■ Work instruction ■
For this exercise, restate word for word only the lines from the first line of the data to the line containing "pub const DEMO_SUPABASE_URL: &str".

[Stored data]
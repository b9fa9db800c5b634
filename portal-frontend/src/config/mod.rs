use secrecy::{ExposeSecret, Secret};
use serde::Deserialize;
use service_core::error::AppError;
use std::path::PathBuf;
use std::time::Duration;

/// Placeholder project values shipped in `base.yaml`; real deployments
/// override them through `APP_SUPABASE__URL` / `APP_SUPABASE__ANON_KEY`.
pub const DEMO_SUPABASE_URL: &str = "https://demo.supabase.co";
pub const DEMO_ANON_KEY: &str = "demo_anon_key";

#[derive(Deserialize, Clone)]
pub struct Settings {
    pub server: ServerSettings,
    pub supabase: SupabaseSettings,
    pub storage: StorageSettings,
    #[serde(default)]
    pub auth: AuthSettings,
    #[serde(default)]
    pub observability: ObservabilitySettings,
}

#[derive(Deserialize, Clone)]
pub struct ServerSettings {
    pub host: String,
    pub port: u16,
}

#[derive(Deserialize, Clone)]
pub struct SupabaseSettings {
    /// Project URL, e.g. `https://abcd1234.supabase.co`.
    pub url: String,
    /// Public anon key sent as the `apikey` header on every request.
    pub anon_key: Secret<String>,
    #[serde(default = "default_request_timeout_secs")]
    pub request_timeout_secs: u64,
}

fn default_request_timeout_secs() -> u64 {
    10
}

impl SupabaseSettings {
    pub fn base_url(&self) -> &str {
        self.url.trim_end_matches('/')
    }

    /// First DNS label of the project host; names the persisted session key.
    pub fn project_ref(&self) -> String {
        reqwest::Url::parse(&self.url)
            .ok()
            .and_then(|url| url.host_str().map(|host| host.to_string()))
            .and_then(|host| host.split('.').next().map(|label| label.to_string()))
            .filter(|label| !label.is_empty())
            .unwrap_or_else(|| "local".to_string())
    }

    pub fn request_timeout(&self) -> Duration {
        Duration::from_secs(self.request_timeout_secs)
    }

    pub fn is_demo(&self) -> bool {
        self.url == DEMO_SUPABASE_URL || self.anon_key.expose_secret() == DEMO_ANON_KEY
    }
}

#[derive(Deserialize, Clone)]
pub struct StorageSettings {
    /// JSON file backing the durable key-value store.
    pub durable_path: PathBuf,
}

#[derive(Deserialize, Clone, Debug)]
pub struct AuthSettings {
    /// Pause between a completed sign-out and the redirect to the login page.
    #[serde(default = "default_sign_out_settle_ms")]
    pub sign_out_settle_ms: u64,
    /// Upper bound on how long the login handler waits for the session to land.
    #[serde(default = "default_sign_in_settle_timeout_ms")]
    pub sign_in_settle_timeout_ms: u64,
    /// Refresh the stored session in the background before it expires.
    #[serde(default = "default_auto_refresh")]
    pub auto_refresh: bool,
}

fn default_sign_out_settle_ms() -> u64 {
    100
}

fn default_sign_in_settle_timeout_ms() -> u64 {
    5_000
}

fn default_auto_refresh() -> bool {
    true
}

impl Default for AuthSettings {
    fn default() -> Self {
        Self {
            sign_out_settle_ms: default_sign_out_settle_ms(),
            sign_in_settle_timeout_ms: default_sign_in_settle_timeout_ms(),
            auto_refresh: default_auto_refresh(),
        }
    }
}

impl AuthSettings {
    pub fn sign_out_settle(&self) -> Duration {
        Duration::from_millis(self.sign_out_settle_ms)
    }

    pub fn sign_in_settle_timeout(&self) -> Duration {
        Duration::from_millis(self.sign_in_settle_timeout_ms)
    }
}

#[derive(Deserialize, Clone, Debug)]
pub struct ObservabilitySettings {
    #[serde(default = "default_service_name")]
    pub service_name: String,
    #[serde(default = "default_log_level")]
    pub log_level: String,
    /// OTLP collector, e.g. `http://tempo:4317`. Export is off when unset.
    #[serde(default)]
    pub otlp_endpoint: Option<String>,
}

fn default_service_name() -> String {
    "portal-frontend".to_string()
}

fn default_log_level() -> String {
    "info".to_string()
}

impl Default for ObservabilitySettings {
    fn default() -> Self {
        Self {
            service_name: default_service_name(),
            log_level: default_log_level(),
            otlp_endpoint: None,
        }
    }
}

pub fn get_configuration() -> Result<Settings, AppError> {
    let configuration_directory = service_core::config::service_config_dir("portal-frontend")?;
    service_core::config::load_layered(&configuration_directory)
}
use axum::{
    middleware::{from_fn, from_fn_with_state},
    routing::get,
    Router,
};
use service_core::middleware::{request_id_middleware, security_headers_middleware, REQUEST_ID_HEADER};
use tower_http::trace::TraceLayer;

use crate::handlers::{
    app::{auth_state, health_check, module_page},
    auth::{login_handler, login_page, logout_handler},
    metrics::metrics,
    user::dashboard_handler,
};
use crate::middleware::{
    auth::{login_only, require_auth},
    metrics::metrics_middleware,
};
use crate::AppState;

pub fn build_router(state: AppState) -> Router {
    let protected = Router::new()
        .route("/dashboard", get(dashboard_handler))
        .route("/modules/:id", get(module_page))
        .route_layer(from_fn_with_state(state.clone(), require_auth));

    let login = Router::new()
        .route("/", get(login_page))
        .route_layer(from_fn_with_state(state.clone(), login_only));

    Router::new()
        .merge(protected)
        .merge(login)
        .route("/login", axum::routing::post(login_handler))
        .route("/logout", get(logout_handler).post(logout_handler))
        .route("/auth/state", get(auth_state))
        .route("/health", get(health_check))
        .route("/metrics", get(metrics))
        .layer(from_fn(security_headers_middleware))
        .layer(from_fn(metrics_middleware))
        .layer(
            TraceLayer::new_for_http().make_span_with(|request: &axum::http::Request<_>| {
                let request_id = request
                    .headers()
                    .get(REQUEST_ID_HEADER)
                    .and_then(|value| value.to_str().ok())
                    .unwrap_or("-");

                tracing::info_span!(
                    "http_request",
                    request_id = %request_id,
                    method = %request.method(),
                    uri = %request.uri(),
                    version = ?request.version(),
                )
            }),
        )
        // Outermost, so the trace span sees the request id.
        .layer(from_fn(request_id_middleware))
        .with_state(state)
}
mod common;

use axum::{
    body::Body,
    http::{header, Request, StatusCode},
    Router,
};
use common::{profile, session, EMAIL, PASSWORD};
use http_body_util::BodyExt;
use portal_frontend::config::AuthSettings;
use portal_frontend::services::auth_gateway::MockGateway;
use portal_frontend::services::session_store::SessionStore;
use portal_frontend::startup::build_router;
use portal_frontend::AppState;
use std::sync::Arc;
use tower::util::ServiceExt;

fn auth_settings() -> AuthSettings {
    AuthSettings {
        sign_out_settle_ms: 0,
        sign_in_settle_timeout_ms: 1_000,
        auto_refresh: false,
    }
}

fn mock_gateway() -> MockGateway {
    MockGateway::new()
        .with_account(EMAIL, PASSWORD, session("user-1"))
        .with_profile(profile("user-1"))
}

async fn app_with(gateway: Arc<MockGateway>) -> (Router, SessionStore) {
    let store = SessionStore::start(gateway);
    store.wait_until_settled().await;
    let app = build_router(AppState::new(store.clone(), auth_settings()));
    (app, store)
}

async fn signed_in_app() -> (Router, SessionStore) {
    let gateway = Arc::new(mock_gateway().with_current_session(session("user-1")));
    app_with(gateway).await
}

async fn body_text(response: axum::response::Response) -> String {
    let bytes = response.into_body().collect().await.unwrap().to_bytes();
    String::from_utf8(bytes.to_vec()).unwrap()
}

fn get(uri: &str) -> Request<Body> {
    Request::builder().uri(uri).body(Body::empty()).unwrap()
}

fn login_request(email: &str, password: &str) -> Request<Body> {
    Request::builder()
        .method("POST")
        .uri("/login")
        .header(header::CONTENT_TYPE, "application/x-www-form-urlencoded")
        .header("HX-Request", "true")
        .body(Body::from(format!(
            "email={}&password={}",
            email.replace('@', "%40"),
            password
        )))
        .unwrap()
}

#[tokio::test]
async fn health_check_works() {
    let (app, _store) = app_with(Arc::new(mock_gateway())).await;

    let response = app.oneshot(get("/health")).await.unwrap();

    assert_eq!(response.status(), StatusCode::OK);
    assert!(response.headers().contains_key("x-request-id"));
    assert_eq!(body_text(response).await, "OK");
}

#[tokio::test]
async fn protected_page_redirects_signed_out_visitor() {
    let (app, _store) = app_with(Arc::new(mock_gateway())).await;

    let response = app.clone().oneshot(get("/dashboard")).await.unwrap();
    assert_eq!(response.status(), StatusCode::SEE_OTHER);
    assert_eq!(response.headers()[header::LOCATION], "/");

    let htmx = Request::builder()
        .uri("/modules/crm")
        .header("HX-Request", "true")
        .body(Body::empty())
        .unwrap();
    let response = app.oneshot(htmx).await.unwrap();
    assert_eq!(response.status(), StatusCode::OK);
    assert_eq!(response.headers()["hx-redirect"], "/");
}

#[tokio::test]
async fn login_page_renders_for_signed_out_visitor() {
    let (app, _store) = app_with(Arc::new(mock_gateway())).await;

    let response = app.oneshot(get("/")).await.unwrap();
    assert_eq!(response.status(), StatusCode::OK);
    assert_eq!(response.headers()[header::CACHE_CONTROL], "no-store");

    let body = body_text(response).await;
    assert!(body.contains("hx-post=\"/login\""));
}

#[tokio::test]
async fn login_page_redirects_signed_in_user() {
    let (app, _store) = signed_in_app().await;

    let response = app.oneshot(get("/")).await.unwrap();
    assert_eq!(response.status(), StatusCode::SEE_OTHER);
    assert_eq!(response.headers()[header::LOCATION], "/dashboard");
}

#[tokio::test]
async fn dashboard_lists_modules_for_signed_in_user() {
    let (app, _store) = signed_in_app().await;

    let response = app.oneshot(get("/dashboard")).await.unwrap();
    assert_eq!(response.status(), StatusCode::OK);

    let body = body_text(response).await;
    assert!(body.contains("Olive Ops"));
    assert!(body.contains("/modules/purchasing"));
    assert!(body.contains("Finance &amp; Banking"));
}

#[tokio::test]
async fn module_pages() {
    let (app, _store) = signed_in_app().await;

    let response = app.clone().oneshot(get("/modules/crm")).await.unwrap();
    assert_eq!(response.status(), StatusCode::OK);
    assert!(body_text(response).await.contains("coming soon"));

    let response = app.oneshot(get("/modules/time-travel")).await.unwrap();
    assert_eq!(response.status(), StatusCode::NOT_FOUND);
}

#[tokio::test]
async fn loading_page_shown_while_bootstrapping() {
    let gateway = Arc::new(mock_gateway());
    let gate = gateway.hold_next_session_fetch();
    let store = SessionStore::start(gateway);
    let app = build_router(AppState::new(store.clone(), auth_settings()));

    let response = app.oneshot(get("/dashboard")).await.unwrap();
    assert_eq!(response.status(), StatusCode::OK);
    assert!(body_text(response).await.contains("Loading"));

    gate.release();
    store.shutdown().await;
}

#[tokio::test]
async fn invalid_form_is_rejected_before_sign_in() {
    let gateway = Arc::new(mock_gateway());
    let (app, _store) = app_with(gateway.clone()).await;

    let response = app.oneshot(login_request("not-an-email", "123")).await.unwrap();
    assert_eq!(response.status(), StatusCode::OK);

    let body = body_text(response).await;
    assert!(body.contains("Please enter a valid email address"));
    assert!(body.contains("Password must be at least 6 characters long"));
    assert_eq!(
        gateway.sign_in_calls.load(std::sync::atomic::Ordering::SeqCst),
        0
    );
}

#[tokio::test]
async fn wrong_password_shows_banner() {
    let (app, store) = app_with(Arc::new(mock_gateway())).await;

    let response = app
        .oneshot(login_request(EMAIL, "wrong-password"))
        .await
        .unwrap();
    assert_eq!(response.status(), StatusCode::OK);
    assert!(!response.headers().contains_key("hx-redirect"));

    let body = body_text(response).await;
    assert!(body.contains("Incorrect email or password. Please check your credentials and try again."));
    assert!(store.snapshot().user().is_none());
}

#[tokio::test]
async fn successful_login_redirects_to_dashboard() {
    let (app, store) = app_with(Arc::new(mock_gateway())).await;

    let response = app.oneshot(login_request(EMAIL, PASSWORD)).await.unwrap();
    assert_eq!(response.status(), StatusCode::OK);
    assert_eq!(response.headers()["hx-redirect"], "/dashboard");
    assert!(store.snapshot().user().is_some());

    store.shutdown().await;
}

#[tokio::test]
async fn logout_clears_session_and_returns_to_login() {
    let (app, store) = signed_in_app().await;

    let request = Request::builder()
        .method("POST")
        .uri("/logout")
        .body(Body::empty())
        .unwrap();
    let response = app.clone().oneshot(request).await.unwrap();
    assert_eq!(response.status(), StatusCode::SEE_OTHER);
    assert_eq!(response.headers()[header::LOCATION], "/");
    assert!(store.snapshot().user().is_none());

    let response = app.oneshot(get("/dashboard")).await.unwrap();
    assert_eq!(response.status(), StatusCode::SEE_OTHER);
}

#[tokio::test]
async fn auth_state_reports_phase_without_tokens() {
    let (app, _store) = signed_in_app().await;

    let response = app.oneshot(get("/auth/state")).await.unwrap();
    assert_eq!(response.status(), StatusCode::OK);

    let body = body_text(response).await;
    let state: serde_json::Value = serde_json::from_str(&body).unwrap();
    assert_eq!(state["phase"], "authenticated");
    assert_eq!(state["user_id"], "user-1");
    assert_eq!(state["loading"], false);
    assert!(!body.contains("access-user-1"));
}

#[tokio::test]
async fn metrics_endpoint_exposes_portal_metrics() {
    let (app, _store) = app_with(Arc::new(mock_gateway())).await;

    app.clone().oneshot(get("/health")).await.unwrap();
    let response = app.oneshot(get("/metrics")).await.unwrap();
    assert_eq!(response.status(), StatusCode::OK);
    assert!(body_text(response).await.contains("portal_http_requests_total"));
}
//! Sales reporting: in-memory aggregation over a period, CSV export, and
//! best-seller ranking.

pub mod aggregation;
pub mod csv;
pub mod service;

pub use aggregation::{
    RelatorioVendas, ResumoVendas, VendaPorDia, VendaPorPagamento, VendaPorStatus, agregar_vendas,
};
pub use service::RelatorioService;
//! Staff user entity model.

use chrono::{DateTime, Utc};
use serde::{Deserialize, Serialize};
use sqlx::FromRow;
use uuid::Uuid;

use super::role::UserRole;

/// A staff account with backoffice access.
#[derive(Debug, Clone, Serialize, Deserialize, FromRow)]
pub struct User {
    /// Unique user identifier.
    pub id: Uuid,
    /// Display name.
    pub name: String,
    /// Login email, unique.
    pub email: String,
    /// Argon2id password hash. Never serialized into responses.
    #[serde(skip_serializing)]
    pub password_hash: String,
    /// Backoffice role.
    pub role: UserRole,
    /// Whether the account can log in.
    pub is_active: bool,
    /// Last successful login, if any.
    pub last_login_at: Option<DateTime<Utc>>,
    /// When the account was created.
    pub created_at: DateTime<Utc>,
    /// When the account was last updated.
    pub updated_at: DateTime<Utc>,
}

/// Data required to create a staff account.
#[derive(Debug, Clone, Serialize, Deserialize)]
pub struct CreateUser {
    /// Display name.
    pub name: String,
    /// Login email.
    pub email: String,
    /// Precomputed password hash.
    pub password_hash: String,
    /// Backoffice role.
    pub role: UserRole,
}

/// Fields that may be updated on a staff account.
#[derive(Debug, Clone, Default, Serialize, Deserialize)]
pub struct UpdateUser {
    /// New display name.
    pub name: Option<String>,
    /// New email.
    pub email: Option<String>,
    /// New role.
    pub role: Option<UserRole>,
    /// New active flag.
    pub is_active: Option<bool>,
}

■ Written response ■
repository b9fa9db800c5b634
filename portal-frontend/src/config/mod.rs
use secrecy::{ExposeSecret, Secret};
use serde::Deserialize;
use service_core::error::AppError;
use std::path::PathBuf;
use std::time::Duration;

/// Placeholder project values shipped in `base.yaml`; real deployments
/// override them through `APP_SUPABASE__URL` / `APP_SUPABASE__ANON_KEY`.
pub const DEMO_SUPABASE_URL: &str = "https://demo.supabase.co";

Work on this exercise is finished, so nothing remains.